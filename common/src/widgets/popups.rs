//! Overlays: sync banner, calibration prompt, popups and place label.

use embedded_graphics::pixelcolor::Rgb565;
use embedded_graphics::prelude::*;
use embedded_graphics::primitives::{PrimitiveStyle, Rectangle};
use embedded_graphics::text::Text;

use crate::colors::{DARK_TEAL, GRAY, ORANGE};
use crate::config::{BANNER_HEIGHT, CENTER_X, DIAL_CENTER_Y, SCREEN_HEIGHT, SCREEN_WIDTH};
use crate::styles::{CENTERED, LABEL_STYLE_BLACK, LABEL_STYLE_GRAY, LABEL_STYLE_WHITE, TITLE_STYLE_WHITE, WHITE_FILL};

const BANNER_POS: Point = Point::new(0, (SCREEN_HEIGHT - BANNER_HEIGHT) as i32);
const BANNER_SIZE: Size = Size::new(SCREEN_WIDTH, BANNER_HEIGHT);
const BANNER_TEXT_POS: Point = Point::new(CENTER_X, (SCREEN_HEIGHT - BANNER_HEIGHT / 2) as i32 + 3);

const CALIBRATION_WIDTH: u32 = 110;
const CALIBRATION_HEIGHT: u32 = 36;
const CALIBRATION_POS: Point = Point::new(
    (SCREEN_WIDTH - CALIBRATION_WIDTH) as i32 / 2,
    DIAL_CENTER_Y - CALIBRATION_HEIGHT as i32 / 2,
);
const CALIBRATION_SIZE: Size = Size::new(CALIBRATION_WIDTH, CALIBRATION_HEIGHT);
const CALIBRATION_TEXT1_POS: Point = Point::new(CENTER_X, DIAL_CENTER_Y - 3);
const CALIBRATION_TEXT2_POS: Point = Point::new(CENTER_X, DIAL_CENTER_Y + 10);

const POPUP_WIDTH: u32 = 100;
const POPUP_HEIGHT: u32 = 40;
const POPUP_X: i32 = (SCREEN_WIDTH - POPUP_WIDTH) as i32 / 2;
const POPUP_Y: i32 = DIAL_CENTER_Y - POPUP_HEIGHT as i32 / 2;
const POPUP_BORDER_POS: Point = Point::new(POPUP_X - 3, POPUP_Y - 3);
const POPUP_BORDER_SIZE: Size = Size::new(POPUP_WIDTH + 6, POPUP_HEIGHT + 6);
const POPUP_BG_POS: Point = Point::new(POPUP_X, POPUP_Y);
const POPUP_BG_SIZE: Size = Size::new(POPUP_WIDTH, POPUP_HEIGHT);
const POPUP_TEXT_POS: Point = Point::new(CENTER_X, DIAL_CENTER_Y + 6);

const PLACE_LABEL_POS: Point = Point::new(CENTER_X, (SCREEN_HEIGHT - BANNER_HEIGHT) as i32 - 4);

const ORANGE_FILL: PrimitiveStyle<Rgb565> = PrimitiveStyle::with_fill(ORANGE);
const GRAY_FILL: PrimitiveStyle<Rgb565> = PrimitiveStyle::with_fill(GRAY);
const TEAL_FILL: PrimitiveStyle<Rgb565> = PrimitiveStyle::with_fill(DARK_TEAL);

/// Bottom banner shown while no fix has arrived after the grace period.
pub fn draw_sync_banner<D>(display: &mut D)
where
    D: DrawTarget<Color = Rgb565>,
{
    Rectangle::new(BANNER_POS, BANNER_SIZE).into_styled(GRAY_FILL).draw(display).ok();
    Text::with_text_style("No Phone Connection", BANNER_TEXT_POS, LABEL_STYLE_WHITE, CENTERED)
        .draw(display)
        .ok();
}

/// "Please calibrate" prompt over the dial.
pub fn draw_calibration_prompt<D>(display: &mut D)
where
    D: DrawTarget<Color = Rgb565>,
{
    Rectangle::new(CALIBRATION_POS, CALIBRATION_SIZE)
        .into_styled(ORANGE_FILL)
        .draw(display)
        .ok();
    Text::with_text_style("CALIBRATE", CALIBRATION_TEXT1_POS, LABEL_STYLE_BLACK, CENTERED)
        .draw(display)
        .ok();
    Text::with_text_style("wave your wrist", CALIBRATION_TEXT2_POS, LABEL_STYLE_BLACK, CENTERED)
        .draw(display)
        .ok();
}

/// Short centered popup, e.g. the name of the mode just selected.
pub fn draw_popup<D>(
    display: &mut D,
    label: &str,
) where
    D: DrawTarget<Color = Rgb565>,
{
    Rectangle::new(POPUP_BORDER_POS, POPUP_BORDER_SIZE)
        .into_styled(WHITE_FILL)
        .draw(display)
        .ok();

    Rectangle::new(POPUP_BG_POS, POPUP_BG_SIZE).into_styled(TEAL_FILL).draw(display).ok();

    Text::with_text_style(label, POPUP_TEXT_POS, TITLE_STYLE_WHITE, CENTERED)
        .draw(display)
        .ok();
}

/// Companion-supplied place name under the dial. Nothing for an empty name.
pub fn draw_place_label<D>(
    display: &mut D,
    place: &str,
) where
    D: DrawTarget<Color = Rgb565>,
{
    if place.is_empty() {
        return;
    }
    Text::with_text_style(place, PLACE_LABEL_POS, LABEL_STYLE_GRAY, CENTERED)
        .draw(display)
        .ok();
}

#[cfg(test)]
mod tests {
    use super::*;
    use crate::alignment::AlignmentMode;
    use crate::colors::WHITE;
    use crate::widgets::canvas::Canvas;

    #[test]
    fn test_sync_banner_at_bottom() {
        let mut display = Canvas::new();
        draw_sync_banner(&mut display);
        assert_eq!(display.pixel(Point::new(1, SCREEN_HEIGHT as i32 - 1)), Some(GRAY));
        assert_eq!(display.pixel(Point::new(1, 1)), None);
        assert!(display.count(WHITE) > 0);
        assert_eq!(display.clipped(), 0);
    }

    #[test]
    fn test_popup_fits_every_mode_label() {
        for mode in [AlignmentMode::Solar, AlignmentMode::TrueNorth, AlignmentMode::Target] {
            let mut display = Canvas::new();
            draw_popup(&mut display, mode.label());
            assert_eq!(display.clipped(), 0);
            assert_eq!(display.pixel(POPUP_BORDER_POS), Some(WHITE));
        }
    }

    #[test]
    fn test_calibration_prompt_fill() {
        let mut display = Canvas::new();
        draw_calibration_prompt(&mut display);
        assert_eq!(display.pixel(CALIBRATION_POS), Some(ORANGE));
    }

    #[test]
    fn test_empty_place_draws_nothing() {
        let mut display = Canvas::new();
        draw_place_label(&mut display, "");
        assert_eq!(display.count(GRAY), 0);
        draw_place_label(&mut display, "London");
        assert!(display.count(GRAY) > 0);
    }
}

◆ **What you need to do**
Restate all of the material, keeping every word intact.

◆ **Answer to this exercise**
filename common/src/widgets/popups.rs
//! Overlays: sync banner, calibration prompt, popups and place label.

use embedded_graphics::pixelcolor::Rgb565;
use embedded_graphics::prelude::*;
use embedded_graphics::primitives::{PrimitiveStyle, Rectangle};
use embedded_graphics::text::Text;

use crate::colors::{DARK_TEAL, GRAY, ORANGE};
use crate::config::{BANNER_HEIGHT, CENTER_X, DIAL_CENTER_Y, SCREEN_HEIGHT, SCREEN_WIDTH};
use crate::styles::{CENTERED, LABEL_STYLE_BLACK, LABEL_STYLE_GRAY, LABEL_STYLE_WHITE, TITLE_STYLE_WHITE, WHITE_FILL};

const BANNER_POS: Point = Point::new(0, (SCREEN_HEIGHT - BANNER_HEIGHT) as i32);
const BANNER_SIZE: Size = Size::new(SCREEN_WIDTH, BANNER_HEIGHT);
const BANNER_TEXT_POS: Point = Point::new(CENTER_X, (SCREEN_HEIGHT - BANNER_HEIGHT / 2) as i32 + 3);

const CALIBRATION_WIDTH: u32 = 110;
const CALIBRATION_HEIGHT: u32 = 36;
const CALIBRATION_POS: Point = Point::new(
    (SCREEN_WIDTH - CALIBRATION_WIDTH) as i32 / 2,
    DIAL_CENTER_Y - CALIBRATION_HEIGHT as i32 / 2,
);
const CALIBRATION_SIZE: Size = Size::new(CALIBRATION_WIDTH, CALIBRATION_HEIGHT);
const CALIBRATION_TEXT1_POS: Point = Point::new(CENTER_X, DIAL_CENTER_Y - 3);
const CALIBRATION_TEXT2_POS: Point = Point::new(CENTER_X, DIAL_CENTER_Y + 10);

const POPUP_WIDTH: u32 = 100;
const POPUP_HEIGHT: u32 = 40;
const POPUP_X: i32 = (SCREEN_WIDTH - POPUP_WIDTH) as i32 / 2;
const POPUP_Y: i32 = DIAL_CENTER_Y - POPUP_HEIGHT as i32 / 2;
const POPUP_BORDER_POS: Point = Point::new(POPUP_X - 3, POPUP_Y - 3);
const POPUP_BORDER_SIZE: Size = Size::new(POPUP_WIDTH + 6, POPUP_HEIGHT + 6);
const POPUP_BG_POS: Point = Point::new(POPUP_X, POPUP_Y);
const POPUP_BG_SIZE: Size = Size::new(POPUP_WIDTH, POPUP_HEIGHT);
const POPUP_TEXT_POS: Point = Point::new(CENTER_X, DIAL_CENTER_Y + 6);

const PLACE_LABEL_POS: Point = Point::new(CENTER_X, (SCREEN_HEIGHT - BANNER_HEIGHT) as i32 - 4);

const ORANGE_FILL: PrimitiveStyle<Rgb565> = PrimitiveStyle::with_fill(ORANGE);
const GRAY_FILL: PrimitiveStyle<Rgb565> = PrimitiveStyle::with_fill(GRAY);
const TEAL_FILL: PrimitiveStyle<Rgb565> = PrimitiveStyle::with_fill(DARK_TEAL);

/// Bottom banner shown while no fix has arrived after the grace period.
pub fn draw_sync_banner<D>(display: &mut D)
where
    D: DrawTarget<Color = Rgb565>,
{
    Rectangle::new(BANNER_POS, BANNER_SIZE).into_styled(GRAY_FILL).draw(display).ok();
    Text::with_text_style("No Phone Connection", BANNER_TEXT_POS, LABEL_STYLE_WHITE, CENTERED)
        .draw(display)
        .ok();
}

/// "Please calibrate" prompt over the dial.
pub fn draw_calibration_prompt<D>(display: &mut D)
where
    D: DrawTarget<Color = Rgb565>,
{
    Rectangle::new(CALIBRATION_POS, CALIBRATION_SIZE)
        .into_styled(ORANGE_FILL)
        .draw(display)
        .ok();
    Text::with_text_style("CALIBRATE", CALIBRATION_TEXT1_POS, LABEL_STYLE_BLACK, CENTERED)
        .draw(display)
        .ok();
    Text::with_text_style("wave your wrist", CALIBRATION_TEXT2_POS, LABEL_STYLE_BLACK, CENTERED)
        .draw(display)
        .ok();
}

/// Short centered popup, e.g. the name of the mode just selected.
pub fn draw_popup<D>(
    display: &mut D,
    label: &str,
) where
    D: DrawTarget<Color = Rgb565>,
{
    Rectangle::new(POPUP_BORDER_POS, POPUP_BORDER_SIZE)
        .into_styled(WHITE_FILL)
        .draw(display)
        .ok();

    Rectangle::new(POPUP_BG_POS, POPUP_BG_SIZE).into_styled(TEAL_FILL).draw(display).ok();

    Text::with_text_style(label, POPUP_TEXT_POS, TITLE_STYLE_WHITE, CENTERED)
        .draw(display)
        .ok();
}

/// Companion-supplied place name under the dial. Nothing for an empty name.
pub fn draw_place_label<D>(
    display: &mut D,
    place: &str,
) where
    D: DrawTarget<Color = Rgb565>,
{
    if place.is_empty() {
        return;
    }
    Text::with_text_style(place, PLACE_LABEL_POS, LABEL_STYLE_GRAY, CENTERED)
        .draw(display)
        .ok();
}

#[cfg(test)]
mod tests {
    use super::*;
    use crate::alignment::AlignmentMode;
    use crate::colors::WHITE;
    use crate::widgets::canvas::Canvas;

    #[test]
    fn test_sync_banner_at_bottom() {
        let mut display = Canvas::new();
        draw_sync_banner(&mut display);
        assert_eq!(display.pixel(Point::new(1, SCREEN_HEIGHT as i32 - 1)), Some(GRAY));
        assert_eq!(display.pixel(Point::new(1, 1)), None);
        assert!(display.count(WHITE) > 0);
        assert_eq!(display.clipped(), 0);
    }

    #[test]
    fn test_popup_fits_every_mode_label() {
        for mode in [AlignmentMode::Solar, AlignmentMode::TrueNorth, AlignmentMode::Target] {
            let mut display = Canvas::new();
            draw_popup(&mut display, mode.label());
            assert_eq!(display.clipped(), 0);
            assert_eq!(display.pixel(POPUP_BORDER_POS), Some(WHITE));
        }
    }

    #[test]
    fn test_calibration_prompt_fill() {
        let mut display = Canvas::new();
        draw_calibration_prompt(&mut display);
        assert_eq!(display.pixel(CALIBRATION_POS), Some(ORANGE));
    }

    #[test]
    fn test_empty_place_draws_nothing() {
        let mut display = Canvas::new();
        draw_place_label(&mut display, "");
        assert_eq!(display.count(GRAY), 0);
        draw_place_label(&mut display, "London");
        assert!(display.count(GRAY) > 0);
    }
}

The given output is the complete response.